# Evolution der Grafik im interaktiven Bildervergleich - Spielereihen früher und heute



## MaxFalkenstern (3. September 2011)

Jetzt ist Deine Meinung zu *Evolution der Grafik im interaktiven Bildervergleich - Spielereihen früher und heute* gefragt. 


				Bitte beachtet: Der Kommentarbereich wird gemäß der Forenregeln moderiert.





			Dieser Inhalt steht nur eingeloggten Mitgliedern zur Verfügung.
        

 Zum Artikel: Evolution der Grafik im interaktiven Bildervergleich - Spielereihen früher und heute


----------



## STuK4 (3. September 2011)

Gute Idee, leider macht es wenig Sinn irgendwelche auf Hochglanz polierte Artworks mit Ingame-Szenen von alten Spielen zu vergleichen wie bei BF3.
Sonst: sehr interessant.


----------



## RedDragon20 (3. September 2011)

Muss sagen, gerade bei Oblivion und Skyrim sieht man derbe Unterschiede, gerade in Sachen Charaktere (siehe Argonier). In Skyrim wirkt alles viel organischer und nicht so "statisch" wie im Vorgänger.
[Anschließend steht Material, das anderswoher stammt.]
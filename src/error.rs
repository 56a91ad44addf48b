//! Runtime errors
use std::fmt;

#[derive(Clone, Copy, Debug, PartialEq, Eq, Hash)]
pub enum ErrorCode {
    ConfigError,
    DivisionByZero,
    FrameUnderflow,
    InvalidAbbreviation,
    InvalidAddress,
    InvalidHeader,
    InvalidInput,
    InvalidInstruction,
    InvalidLocalVariable,
    InvalidObjectAttribute,
    InvalidObjectProperty,
    InvalidObjectPropertySize,
    InvalidObjectTree,
    InvalidRoutine,
    ModuloByZero,
    NotAwaitingInput,
    StackUnderflow,
    StaticMemoryWrite,
    UnknownOpcode,
    UnsupportedVersion,
}

/// A runtime error
#[derive(Clone, PartialEq, Eq)]
pub struct RuntimeError {
    /// Is the error recoverable (in theory, at least)?
    recoverable: bool,
    /// Error code
    code: ErrorCode,
    /// Error message
    message: String,
}

impl RuntimeError {
    /// Recoverable error constructor
    ///
    /// # Arguments
    /// * `code` - Error code
    /// * `message` - Error message
    pub fn recoverable(code: ErrorCode, message: String) -> RuntimeError {
        RuntimeError {
            recoverable: true,
            code,
            message,
        }
    }

    /// Fatal error constructor
    ///
    /// # Arguments
    /// * `code` - Error code
    /// * `message` - Error message
    pub fn fatal(code: ErrorCode, message: String) -> RuntimeError {
        RuntimeError {
            recoverable: false,
            code,
            message,
        }
    }

    /// Get the error code
    ///
    /// # Returns
    /// Error code
    pub fn code(&self) -> ErrorCode {
        self.code
    }

    /// Get the error message
    ///
    /// # Returns
    /// Error message
    pub fn message(&self) -> &str {
        &self.message
    }

    /// Is the error recoverable?
    ///
    /// # Returns
    /// `true` if the error can be skipped past, `false` if the current run must stop
    pub fn is_recoverable(&self) -> bool {
        self.recoverable
    }
}

#[macro_export]
macro_rules! fatal_error {
    ($code:expr, $($arg:tt)*) => {
        Err($crate::error::RuntimeError::fatal($code, format!($($arg)*)))
    };
}

#[macro_export]
macro_rules! recoverable_error {
    ($code:expr, $($arg:tt)*) => {
        Err($crate::error::RuntimeError::recoverable($code, format!($($arg)*)))
    }
}

impl fmt::Display for RuntimeError {
    fn fmt(&self, f: &mut fmt::Formatter) -> fmt::Result {
        write!(
            f,
            "{} error - [{:?}]: {}",
            if self.recoverable {
                "Recoverable"
            } else {
                "Fatal"
            },
            self.code,
            self.message
        )
    }
}

impl fmt::Debug for RuntimeError {
    fn fmt(&self, f: &mut fmt::Formatter) -> fmt::Result {
        fmt::Display::fmt(self, f)
    }
}

impl std::error::Error for RuntimeError {}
Vielleicht mag Skyrim nicht das Maß aller Dinge sein, was Optik angeht, aber es hat sich definitiv sehr viel getan.

Edit: Auch Arcania spielt in Sachen Grafik immernoch ganz oben mit. Einzig hat mich in dem Fall nur das aufploppende Gras gestört. Ansonsten: Top Grafik.


----------



## makke12345 (3. September 2011)

Ich find die Tomb Raider Änderungen richtig geil. Ich fand Underworld sah schon super aus


----------



## egl (3. September 2011)

aber alles in allem kann man schon zu dem schluss kommen, dass sich die grafik doch ein wenige verbessert hat.....warum auch nicht, sind ja nur mal so 10-15 jahre rum 

aber schönes spezial


----------



## MrFob (3. September 2011)

Kurze Zwischenfrage: Erste Seite, drittes Bild: Was ist das denn bitter fuer ein Screenshot aus DX: Invisible War? Ist das ein Mod? Hab gerade erst das Original Spiel durchgespielt (vorbereitung auf HR ) und das Interface sieht voellig anders aus. Auch die Waffe (Mag-Rail?) sieht anders aus. Wenn es einer erkennt, bitte posten.


----------



## Lyons (3. September 2011)

@MrFob

DX: Invisible War ist der zweite Teil der Deus Ex Reihe.


----------



## kabalzerO (3. September 2011)

gehts nur mir so... ich finde dass Deus Ex 2 auf dem screenshot besser aussieht als Deus Ex 3 xD


----------



## Cryptic-Ravage (3. September 2011)

Wie kann man denn bloß Arcania zur Gothic-Serie zählen???


----------



## WildchildRob (3. September 2011)

Ein gutes Special, hatte schon ganz vergessen wie das erste NfS aussah


----------



## Maiernator (3. September 2011)

Bei Nfs sieht man die Entwicklung mit am besten. Der Unterschied zwischen altem und neuem is schon ziemlich markant.


----------



## VideoGameFan (3. September 2011)

Sehr nettes Special.
Wäre schön wenn es davon, in Zukunft, noch ein Update geben würde.
Es gibt bestimmt noch viele Spiele bei denen man solche Vergleiche machen kann


----------



## RoTTeN1234 (3. September 2011)

kabalzerO schrieb:


> gehts nur mir so... ich finde dass Deus Ex 2 auf dem screenshot besser aussieht als Deus Ex 3 xD


 

Geht glaub ich wirklich nur dir so  Ich seh da schon gewaltige Unterschiede... alleine die Charaktere die man da im Hintergrund erkennen kann.


----------



## NBCTerminator (4. September 2011)

Tolles Special! Eine schöne Reise durch die (persönliche) Spielevergangenheit. Ich liebe Nostalgie. 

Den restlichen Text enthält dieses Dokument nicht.